◆ EXERCISE PROMPT
Say how many lines below contain the word "chrono". The number is the entire reply.
'''
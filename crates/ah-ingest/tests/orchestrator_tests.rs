use std::collections::BTreeMap;
use std::sync::{Arc, Mutex};
use std::time::Duration;

use async_trait::async_trait;
use chrono::Utc;
use tokio_util::sync::CancellationToken;
use wiremock::matchers::{method, path};
use wiremock::{Mock, MockServer, ResponseTemplate};

use ah_classify::{ClassificationEngine, InMemoryL2Cache, FakeLlmClient};
use ah_common::{
    Alert, AlertStatus, Classification, DispatchConfig, HttpConfigOptions, Matcher, MatcherType,
    PublishingAttempt, Receiver, RetryPolicy, Silence,
};
use ah_ingest::{AllReceiversRouter, IncomingAlert, InMemorySilenceSource, Orchestrator, OrchestratorConfig};
use ah_matcher::{RegexCache, SilenceMatcher};
use ah_pool::CircuitBreakerConfig;
use ah_publish::{Publisher, PublisherConfig};
use ah_store::{AlertFilter, AlertStats, AlertStore, Result as StoreResult};
use ah_targets::TargetRegistry;
use uuid::Uuid;

struct RecordingStore {
    alerts: Mutex<Vec<Alert>>,
    attempts: Mutex<Vec<PublishingAttempt>>,
}

impl RecordingStore {
    fn new() -> Self {
        Self { alerts: Mutex::new(Vec::new()), attempts: Mutex::new(Vec::new()) }
    }
}

#[async_trait]
impl AlertStore for RecordingStore {
    async fn save_alert(&self, alert: Alert) -> StoreResult<Alert> {
        self.alerts.lock().unwrap().push(alert.clone());
        Ok(alert)
    }
    async fn get_alert_by_fingerprint(&self, _fingerprint: &str) -> StoreResult<Option<Alert>> {
        Ok(None)
    }
    async fn list_alerts(&self, _filter: AlertFilter) -> StoreResult<(Vec<Alert>, i64)> {
        Ok((vec![], 0))
    }
    async fn update_alert(&self, alert: Alert) -> StoreResult<Alert> {
        Ok(alert)
    }
    async fn delete_alert(&self, _fingerprint: &str, _idempotent: bool) -> StoreResult<()> {
        Ok(())
    }
    async fn get_alert_stats(&self) -> StoreResult<AlertStats> {
        unimplemented!()
    }
    async fn cleanup_old_alerts(&self, _retention_days: i64) -> StoreResult<u64> {
        Ok(0)
    }
    async fn save_classification(&self, classification: Classification) -> StoreResult<Classification> {
        Ok(classification)
    }
    async fn get_classification(&self, _fingerprint: &str) -> StoreResult<Option<Classification>> {
        Ok(None)
    }
    async fn append_publishing_attempt(&self, attempt: PublishingAttempt) -> StoreResult<()> {
        self.attempts.lock().unwrap().push(attempt);
        Ok(())
    }
    async fn get_publishing_history(&self, _fingerprint: &str) -> StoreResult<Vec<PublishingAttempt>> {
        Ok(self.attempts.lock().unwrap().clone())
    }
}

fn incoming_alert(alertname: &str) -> IncomingAlert {
    let mut labels = BTreeMap::new();
    labels.insert("alertname".to_string(), alertname.to_string());
    IncomingAlert {
        labels,
        annotations: BTreeMap::new(),
        status: AlertStatus::Firing,
        starts_at: Utc::now(),
        ends_at: None,
        generator_url: None,
    }
}

fn publisher_config() -> PublisherConfig {
    PublisherConfig {
        worker_pool_size: 4,
        retry: RetryPolicy {
            max_retries: 1,
            initial_delay: Duration::from_millis(1),
            max_delay: Duration::from_millis(10),
            backoff_factor: 2.0,
            jitter_factor: 0.0,
        },
        circuit_breaker: CircuitBreakerConfig { max_failures: 5, reset_timeout: Duration::from_secs(30) },
        unit_timeout: Duration::from_secs(5),
        allow_private_targets: true,
    }
}

fn classifier() -> Arc<ClassificationEngine> {
    Arc::new(ClassificationEngine::new(
        Arc::new(InMemoryL2Cache::new()),
        Arc::new(FakeLlmClient),
        Duration::from_secs(2),
        Duration::from_secs(60),
        4,
    ))
}

fn matcher() -> Arc<SilenceMatcher> {
    Arc::new(SilenceMatcher::new(Arc::new(RegexCache::new(100))))
}

#[tokio::test]
async fn happy_path_ingest_with_no_silences_publishes_and_returns_ok() {
    let server = MockServer::start().await;
    Mock::given(method("POST")).and(path("/hook")).respond_with(ResponseTemplate::new(200)).mount(&server).await;

    let receiver = Receiver {
        name: "ops".to_string(),
        webhook_configs: vec![DispatchConfig {
            url: format!("{}/hook", server.uri()),
            method: "POST".to_string(),
            headers: Default::default(),
            send_resolved: true,
            max_alerts: 0,
            http_config: HttpConfigOptions::default(),
        }],
        chat_configs: vec![],
        incident_configs: vec![],
        email_configs: vec![],
    };
    let registry = Arc::new(TargetRegistry::new(vec![receiver]).unwrap());
    let store: Arc<dyn AlertStore> = Arc::new(RecordingStore::new());
    let publisher = Arc::new(Publisher::new(registry.clone(), store.clone(), publisher_config()));

    let orchestrator = Orchestrator::new(
        store,
        classifier(),
        matcher(),
        Arc::new(InMemorySilenceSource::default()),
        Arc::new(AllReceiversRouter::new(registry)),
        publisher,
        OrchestratorConfig { batch_parallelism: 4, sync_classification: true },
    );

    let details = orchestrator.ingest(&CancellationToken::new(), vec![incoming_alert("HighCPU")]).await;

    assert_eq!(details.len(), 1);
    assert_eq!(details[0].status, ah_ingest::AlertOutcomeStatus::Ok);
    assert!(!details[0].silenced);
    assert!(details[0].severity.is_some());
}

#[tokio::test]
async fn silenced_alert_is_suppressed_and_audited() {
    let registry = Arc::new(TargetRegistry::new(vec![]).unwrap());
    let store: Arc<dyn AlertStore> = Arc::new(RecordingStore::new());
    let publisher = Arc::new(Publisher::new(registry.clone(), store.clone(), publisher_config()));

    let now = Utc::now();
    let silence = Silence {
        id: Uuid::new_v4(),
        created_by: "oncall".to_string(),
        comment: "maintenance".to_string(),
        starts_at: now - chrono::Duration::minutes(5),
        ends_at: now + chrono::Duration::minutes(5),
        matchers: vec![Matcher {
            name: "alertname".to_string(),
            value: "HighCPU".to_string(),
            matcher_type: MatcherType::Eq,
        }],
    };

    let orchestrator = Orchestrator::new(
        store.clone(),
        classifier(),
        matcher(),
        Arc::new(InMemorySilenceSource::new(vec![silence])),
        Arc::new(AllReceiversRouter::new(registry)),
        publisher,
        OrchestratorConfig { batch_parallelism: 4, sync_classification: true },
    );

    let details = orchestrator.ingest(&CancellationToken::new(), vec![incoming_alert("HighCPU")]).await;

    assert_eq!(details.len(), 1);
    assert!(details[0].silenced);
    assert_eq!(details[0].silence_ids.len(), 1);

    let history = store.get_publishing_history(&details[0].fingerprint).await.unwrap();
    assert_eq!(history.len(), 1);
    assert_eq!(history[0].target_type, "silenced");
}

#[tokio::test]
async fn async_mode_replies_before_publish_completes() {
    let registry = Arc::new(TargetRegistry::new(vec![]).unwrap());
    let store: Arc<dyn AlertStore> = Arc::new(RecordingStore::new());
    let publisher = Arc::new(Publisher::new(registry.clone(), store.clone(), publisher_config()));

    let orchestrator = Orchestrator::new(
        store,
        classifier(),
        matcher(),
        Arc::new(InMemorySilenceSource::default()),
        Arc::new(AllReceiversRouter::new(registry)),
        publisher,
        OrchestratorConfig { batch_parallelism: 4, sync_classification: false },
    );

    let details = orchestrator.ingest(&CancellationToken::new(), vec![incoming_alert("DiskFull")]).await;

    assert_eq!(details.len(), 1);
    assert_eq!(details[0].status, ah_ingest::AlertOutcomeStatus::Ok);
    assert!(details[0].severity.is_none(), "async mode replies before classification finishes");
}

#[tokio::test]
async fn batch_with_a_failing_alert_is_partial() {
    let server = MockServer::start().await;
    Mock::given(method("POST")).and(path("/good")).respond_with(ResponseTemplate::new(200)).mount(&server).await;
    Mock::given(method("POST")).and(path("/bad")).respond_with(ResponseTemplate::new(500)).mount(&server).await;

    let good = Receiver {
        name: "good".to_string(),
        webhook_configs: vec![DispatchConfig {
            url: format!("{}/good", server.uri()),
            method: "POST".to_string(),
            headers: Default::default(),
            send_resolved: true,
            max_alerts: 0,
            http_config: HttpConfigOptions::default(),
        }],
        chat_configs: vec![],
        incident_configs: vec![],
        email_configs: vec![],
    };
    let bad = Receiver {
        name: "bad".to_string(),
        webhook_configs: vec![DispatchConfig {
            url: format!("{}/bad", server.uri()),
            method: "POST".to_string(),
            headers: Default::default(),
            send_resolved: true,
            max_alerts: 0,
            http_config: HttpConfigOptions::default(),
        }],
        chat_configs: vec![],
        incident_configs: vec![],
        email_configs: vec![],
    };
    let registry = Arc::new(TargetRegistry::new(vec![good, bad]).unwrap());
    let store: Arc<dyn AlertStore> = Arc::new(RecordingStore::new());
    let mut config = publisher_config();
    config.retry.max_retries = 0;
    let publisher = Arc::new(Publisher::new(registry.clone(), store.clone(), config));

    let orchestrator = Orchestrator::new(
        store,
        classifier(),
        matcher(),
        Arc::new(InMemorySilenceSource::default()),
        Arc::new(AllReceiversRouter::new(registry)),
        publisher,
        OrchestratorConfig { batch_parallelism: 4, sync_classification: true },
    );

    let details = orchestrator.ingest(&CancellationToken::new(), vec![incoming_alert("HighCPU")]).await;

    assert_eq!(details.len(), 1);
    assert_eq!(details[0].status, ah_ingest::AlertOutcomeStatus::Partial);
}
'''
◆ SOLUTION
3